Gross margins this year are 32.9 per cent (1999: 32.7 per cent). Due to R.C.
Treatt purchasing most of its major raw materials in U.S. Dollars, if the
Dollar strengthens between the time materials are purchased and then sold on
to customers, inflated margins in Sterling terms result. This was the case in
1999 and again in 2000.
The Group's operating costs rose by 9.2 per cent to £4.7 million. Within this,
payroll costs rose by £130,000; property expenses increased by £70,000 with
the acquisition in July 1999 of the new warehouse; and £150,000 was spent on
recruitment and other costs associated with strengthening the management team
to take the Group forward into the new Millennium.
Costs of over £200,000 were incurred as we re-engineered our distribution
business. Costs of a similar level are likely to be incurred in the coming
year as we continue this process into other areas of our business.
Interest receivable fell due to lower average cash balances through the year.
Interest payable remained unchanged as the penalty on early repayment during
the year of the Group's long term fixed rate loans matched the interest which
would have been paid. However, the remaining five years' interest at 9.71 per
cent per annum has been avoided.
The Group's effective tax rate has risen this year to 28.7 per cent. The
explanation for this and expectations for the future effective rate are
discussed below.
Earnings per share have risen to 19.3 pence per share, an increase of 4 per
cent on 1999; dividends for the year of 7.8 pence per share are covered 2.5
times (1999: 2.6 times).
Cashflow
For the second consecutive year, the Group has seen a reduction in its net
cash position. Despite the increase in operating profit, cash inflow from
operating activities fell by over £600,000, as working capital increased by
over £2 million. This increase was in direct response to contracts placed
with us by customers and taking advantage of sensible purchasing
opportunities. The cost of servicing the Group's finances remained remarkably
low at £42,000.
The Group's capital expenditure totalled £1,186,000 and has continued to be
funded out of operating cashflows as long term projections did not indicate
the Group needing long term funding. One third of this investment was in
I.T. and a further third in increased production capacity, as referred to in
the Operating Review.
During the year the Group repaid its one remaining long term fixed rate loan,
due in 2005. This left the Group's net cash position down by £1,238,000 and
standing at £259,000 net debt, gearing of 1.7 per cent at the year end.
Balance Sheet
Over the year Group shareholders funds have risen to £15,222,000 or £1.51 per
share. The Group's land and buildings are all freehold or very long
leaseholds.
Group Tax Charge
The Group's tax charge for the year represents an effective rate of 28.7 per
cent (1999: 27.5 per cent). The rate has risen to this level due to
depreciation being charged on all buildings, to conform with Financial
Reporting Standard 15. This creates an additional timing difference between
the charge to depreciation and the charge for tax purposes, giving rise to an
increased deferred tax liability. Whilst these differences are not expected
to reverse for many years, we have anticipated the forthcoming Financial
Reporting Standard on Deferred Taxation, and made full provision for the
liability.
Based on current expectations the Group rate is likely to increase further in
2001, as historic tax losses in our U.S. subsidiary are fully utilised and
U.S. taxes become payable.
Treasury Policies
The Group operates a conservative set of treasury policies to ensure no
unnecessary risks are taken with the Group's assets.

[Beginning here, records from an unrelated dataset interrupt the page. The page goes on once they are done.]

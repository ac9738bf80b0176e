//! Document-store implementation of SessionRepository

use async_trait::async_trait;
use serde_json::Value;
use tracing::{instrument, warn};

use rollcall_core::traits::{RepoResult, SessionRepository};
use rollcall_core::{
    ArchiveEntry, ArchiveWatch, AttendanceSnapshot, DayKey, DocumentId, NewSession, NewSnapshot,
    SnapshotWatch,
};

use crate::engine::{CollectionPath, Document, MemoryStore};
use crate::mappers::{decode_session, decode_snapshot, encode_session, encode_snapshot};

use super::error::map_store_error;

/// Session repository over the in-process document store
#[derive(Debug, Clone)]
pub struct StoreSessionRepository {
    store: MemoryStore,
}

impl StoreSessionRepository {
    /// Create a new StoreSessionRepository
    pub fn new(store: MemoryStore) -> Self {
        Self { store }
    }
}

/// Newest `created_at` first; equal stamps fall back to the insertion
/// sequence, newest first, so the order is deterministic
fn sort_newest_first(docs: &mut [Document]) {
    docs.sort_by(|a, b| {
        b.created_at
            .cmp(&a.created_at)
            .then(b.seq.cmp(&a.seq))
    });
}

fn project_entries(docs: &[Document]) -> Vec<ArchiveEntry> {
    let mut docs = docs.to_vec();
    sort_newest_first(&mut docs);
    docs.iter()
        .filter_map(|doc| match decode_session(doc) {
            Ok(entry) => Some(entry),
            Err(e) => {
                warn!(id = %doc.id, error = %e, "skipping corrupt session document");
                None
            }
        })
        .collect()
}

fn project_snapshots(entry_id: DocumentId) -> impl Fn(&[Document]) -> Vec<AttendanceSnapshot> {
    move |docs| {
        docs.iter()
            .filter_map(|doc| match decode_snapshot(entry_id, doc) {
                Ok(snapshot) => Some(snapshot),
                Err(e) => {
                    warn!(id = %doc.id, error = %e, "skipping corrupt snapshot document");
                    None
                }
            })
            .collect()
    }
}

#[async_trait]
impl SessionRepository for StoreSessionRepository {
    #[instrument(skip(self, draft))]
    async fn insert(&self, draft: NewSession) -> RepoResult<ArchiveEntry> {
        let body = encode_session(&draft).map_err(map_store_error)?;
        let doc = self.store.insert(&CollectionPath::Sessions, None, body);
        Ok(draft.into_entry(doc.id, doc.created_at))
    }

    #[instrument(skip(self))]
    async fn find_by_id(&self, id: DocumentId) -> RepoResult<Option<ArchiveEntry>> {
        self.store
            .get(&CollectionPath::Sessions, id)
            .map(|doc| decode_session(&doc).map_err(map_store_error))
            .transpose()
    }

    #[instrument(skip(self))]
    async fn list(&self) -> RepoResult<Vec<ArchiveEntry>> {
        let mut docs = self.store.list(&CollectionPath::Sessions);
        sort_newest_first(&mut docs);
        docs.iter()
            .map(|doc| decode_session(doc).map_err(map_store_error))
            .collect()
    }

    #[instrument(skip(self))]
    async fn count_by_day(&self, day_key: &DayKey) -> RepoResult<usize> {
        Ok(self.store.count_eq(
            &CollectionPath::Sessions,
            "day_key",
            &Value::String(day_key.as_str().to_string()),
        ))
    }

    #[instrument(skip(self, draft))]
    async fn insert_snapshot(
        &self,
        entry_id: DocumentId,
        draft: NewSnapshot,
    ) -> RepoResult<AttendanceSnapshot> {
        let body = encode_snapshot(&draft).map_err(map_store_error)?;
        let doc = self
            .store
            .insert(&CollectionPath::Attendance(entry_id), Some(draft.id), body);
        Ok(draft.into_snapshot(doc.created_at))
    }

    #[instrument(skip(self))]
    async fn snapshots(&self, entry_id: DocumentId) -> RepoResult<Vec<AttendanceSnapshot>> {
        self.store
            .list(&CollectionPath::Attendance(entry_id))
            .iter()
            .map(|doc| decode_snapshot(entry_id, doc).map_err(map_store_error))
            .collect()
    }

    #[instrument(skip(self))]
    async fn delete_snapshot(
        &self,
        entry_id: DocumentId,
        snapshot_id: DocumentId,
    ) -> RepoResult<()> {
        self.store
            .delete(&CollectionPath::Attendance(entry_id), snapshot_id);
        Ok(())
    }

    #[instrument(skip(self))]
    async fn delete(&self, id: DocumentId) -> RepoResult<()> {
        self.store.delete(&CollectionPath::Sessions, id);
        // Clear the emptied sub-collection out of the engine; left
        // alone if orphaned children still need a cleanup re-run
        let attendance = CollectionPath::Attendance(id);
        if self.store.list(&attendance).is_empty() {
            self.store.remove_collection(&attendance);
        }
        Ok(())
    }

    #[instrument(skip(self))]
    async fn watch(&self) -> RepoResult<ArchiveWatch> {
        Ok(self.store.subscribe(&CollectionPath::Sessions, project_entries))
    }

    #[instrument(skip(self))]
    async fn watch_snapshots(&self, entry_id: DocumentId) -> RepoResult<SnapshotWatch> {
        Ok(self.store.subscribe(
            &CollectionPath::Attendance(entry_id),
            project_snapshots(entry_id),
        ))
    }
}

No investments other than cash and other short term deposits are currently
permitted. Where appropriate these balances are held in foreign currencies,
but only as part of the Groups' overall hedging activity.
Treatt is potentially vulnerable to a number of different foreign exchange
risks, but these can be broken down into two main categories.
Firstly the value of the foreign currency net assets of Florida Treatt and
Singapore Treatt can fluctuate with Sterling. These are currently not hedged,
as the risks are considered less than the cost of putting the hedge in place.
Secondly, with R.C. Treatt exporting to over 80 countries, fluctuations in the
value of Sterling can affect both the gross margin and operating costs. Sales
are principally made in four currencies in addition to Sterling, with the U.S.
Dollar being by far the most significant. Raw materials are also mainly
purchased in Dollars and so a Dollar bank account is operated to allow Dollar
denominated sales and purchases to flow through this account. The R.C. Treatt
cashflows are such that over a period of time Dollar inflows and outflows net
out, but if there is a mismatch in any one accounting period and the Sterling
to Dollar exchange rate moves, an exchange difference will arise. Hence it is
Sterling's relative strength against the Dollar which is of prime importance.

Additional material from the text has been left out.